Work instruction:
All lines below are to be transcribed exactly.

(Collected data)
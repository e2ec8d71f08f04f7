//! Database smoke test.
//!
//! Linear state machine with no back-edges:
//!
//! ```text
//! start → acquire → query → (ok: render | err: keep error) → release → done
//! ```
//!
//! The pooled connection is released on both paths before [`run`] returns.
//! Exiting the process is left to the binary.

use std::io::{self, Write};

use sqlx::PgPool;
use sqlx::postgres::PgPoolOptions;

use crate::config::ProbeConfig;
use crate::customers::{self, Customer};
use crate::error::ProbeError;

/// Fixed prefix of the line reported when the smoke test fails.
pub const FAILURE_PREFIX: &str = "database smoke test failed";

/// Result of one smoke test run.
#[derive(Debug)]
pub enum SmokeOutcome {
    /// The query succeeded.
    Printed {
        /// Rows in query order.
        customers: Vec<Customer>,
        /// Rendered table.
        table: String,
    },
    /// Acquisition or the query failed.
    Failed(ProbeError),
}

impl SmokeOutcome {
    /// Returns the text to show the user: the table, or the failure line.
    #[must_use]
    pub fn report(&self) -> String {
        match self {
            Self::Printed { table, .. } => table.clone(),
            Self::Failed(e) => format!("{FAILURE_PREFIX}: {e}"),
        }
    }

    /// Writes the report: the table to `out`, or the failure line to `err`.
    ///
    /// The failure line goes to `err` regardless of the log filter.
    ///
    /// # Errors
    ///
    /// Returns any I/O error from the writers.
    pub fn write_report<O, E>(&self, out: &mut O, err: &mut E) -> io::Result<()>
    where
        O: Write,
        E: Write,
    {
        match self {
            Self::Printed { .. } => writeln!(out, "{}", self.report()),
            Self::Failed(_) => writeln!(err, "{}", self.report()),
        }
    }

    /// Returns `true` if the query succeeded.
    #[must_use]
    pub const fn is_success(&self) -> bool {
        matches!(self, Self::Printed { .. })
    }
}

/// Builds the connection pool without connecting.
///
/// Connections are opened on first acquisition, so an unreachable server
/// surfaces from [`run`] rather than here.
///
/// # Errors
///
/// Returns [`ProbeError::Config`] if `DATABASE_URL` cannot be parsed.
pub fn connect_pool(config: &ProbeConfig) -> Result<PgPool, ProbeError> {
    PgPoolOptions::new()
        .max_connections(config.database_max_connections.max(1))
        .acquire_timeout(config.database_connect_timeout())
        .connect_lazy(&config.database_url)
        .map_err(|e| ProbeError::Config(e.to_string()))
}

/// Acquires one connection, runs the recent-customers query, and releases
/// the connection.
pub async fn run(pool: &PgPool) -> SmokeOutcome {
    let mut conn = match pool.acquire().await {
        Ok(conn) => conn,
        Err(e) => return SmokeOutcome::Failed(ProbeError::Acquire(e)),
    };
    tracing::debug!("connection acquired");

    let result = customers::fetch_recent(&mut conn).await;

    drop(conn);
    tracing::debug!("connection released");

    match result {
        Ok(rows) => {
            let table = customers::render(&rows);
            SmokeOutcome::Printed {
                customers: rows,
                table,
            }
        }
        Err(e) => SmokeOutcome::Failed(e),
    }
}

Final answer:
repository e2ec8d71f08f04f7
//! Database smoke test.
//!
//! Linear state machine with no back-edges:
//!
//! ```text
//! start → acquire → query → (ok: render | err: keep error) → release → done
//! ```
//!
//! The pooled connection is released on both paths before [`run`] returns.
//! Exiting the process is left to the binary.

use std::io::{self, Write};

use sqlx::PgPool;
use sqlx::postgres::PgPoolOptions;

use crate::config::ProbeConfig;
use crate::customers::{self, Customer};
use crate::error::ProbeError;

/// Fixed prefix of the line reported when the smoke test fails.
pub const FAILURE_PREFIX: &str = "database smoke test failed";

/// Result of one smoke test run.
#[derive(Debug)]
pub enum SmokeOutcome {
    /// The query succeeded.
    Printed {
        /// Rows in query order.
        customers: Vec<Customer>,
        /// Rendered table.
        table: String,
    },
    /// Acquisition or the query failed.
    Failed(ProbeError),
}

impl SmokeOutcome {
    /// Returns the text to show the user: the table, or the failure line.
    #[must_use]
    pub fn report(&self) -> String {
        match self {
            Self::Printed { table, .. } => table.clone(),
            Self::Failed(e) => format!("{FAILURE_PREFIX}: {e}"),
        }
    }

    /// Writes the report: the table to `out`, or the failure line to `err`.
    ///
    /// The failure line goes to `err` regardless of the log filter.
    ///
    /// # Errors
    ///
    /// Returns any I/O error from the writers.
    pub fn write_report<O, E>(&self, out: &mut O, err: &mut E) -> io::Result<()>
    where
        O: Write,
        E: Write,
    {
        match self {
            Self::Printed { .. } => writeln!(out, "{}", self.report()),
            Self::Failed(_) => writeln!(err, "{}", self.report()),
        }
    }

    /// Returns `true` if the query succeeded.
    #[must_use]
    pub const fn is_success(&self) -> bool {
        matches!(self, Self::Printed { .. })
    }
}

/// Builds the connection pool without connecting.
///
/// Connections are opened on first acquisition, so an unreachable server
/// surfaces from [`run`] rather than here.
///
/// # Errors
///
/// Returns [`ProbeError::Config`] if `DATABASE_URL` cannot be parsed.
pub fn connect_pool(config: &ProbeConfig) -> Result<PgPool, ProbeError> {
    PgPoolOptions::new()
        .max_connections(config.database_max_connections.max(1))
        .acquire_timeout(config.database_connect_timeout())
        .connect_lazy(&config.database_url)
        .map_err(|e| ProbeError::Config(e.to_string()))
}

/// Acquires one connection, runs the recent-customers query, and releases
/// the connection.
pub async fn run(pool: &PgPool) -> SmokeOutcome {
    let mut conn = match pool.acquire().await {
        Ok(conn) => conn,
        Err(e) => return SmokeOutcome::Failed(ProbeError::Acquire(e)),
    };
    tracing::debug!("connection acquired");

    let result = customers::fetch_recent(&mut conn).await;

    drop(conn);
    tracing::debug!("connection released");

    match result {
        Ok(rows) => {
            let table = customers::render(&rows);
            SmokeOutcome::Printed {
                customers: rows,
                table,
            }
        }
        Err(e) => SmokeOutcome::Failed(e),
    }
}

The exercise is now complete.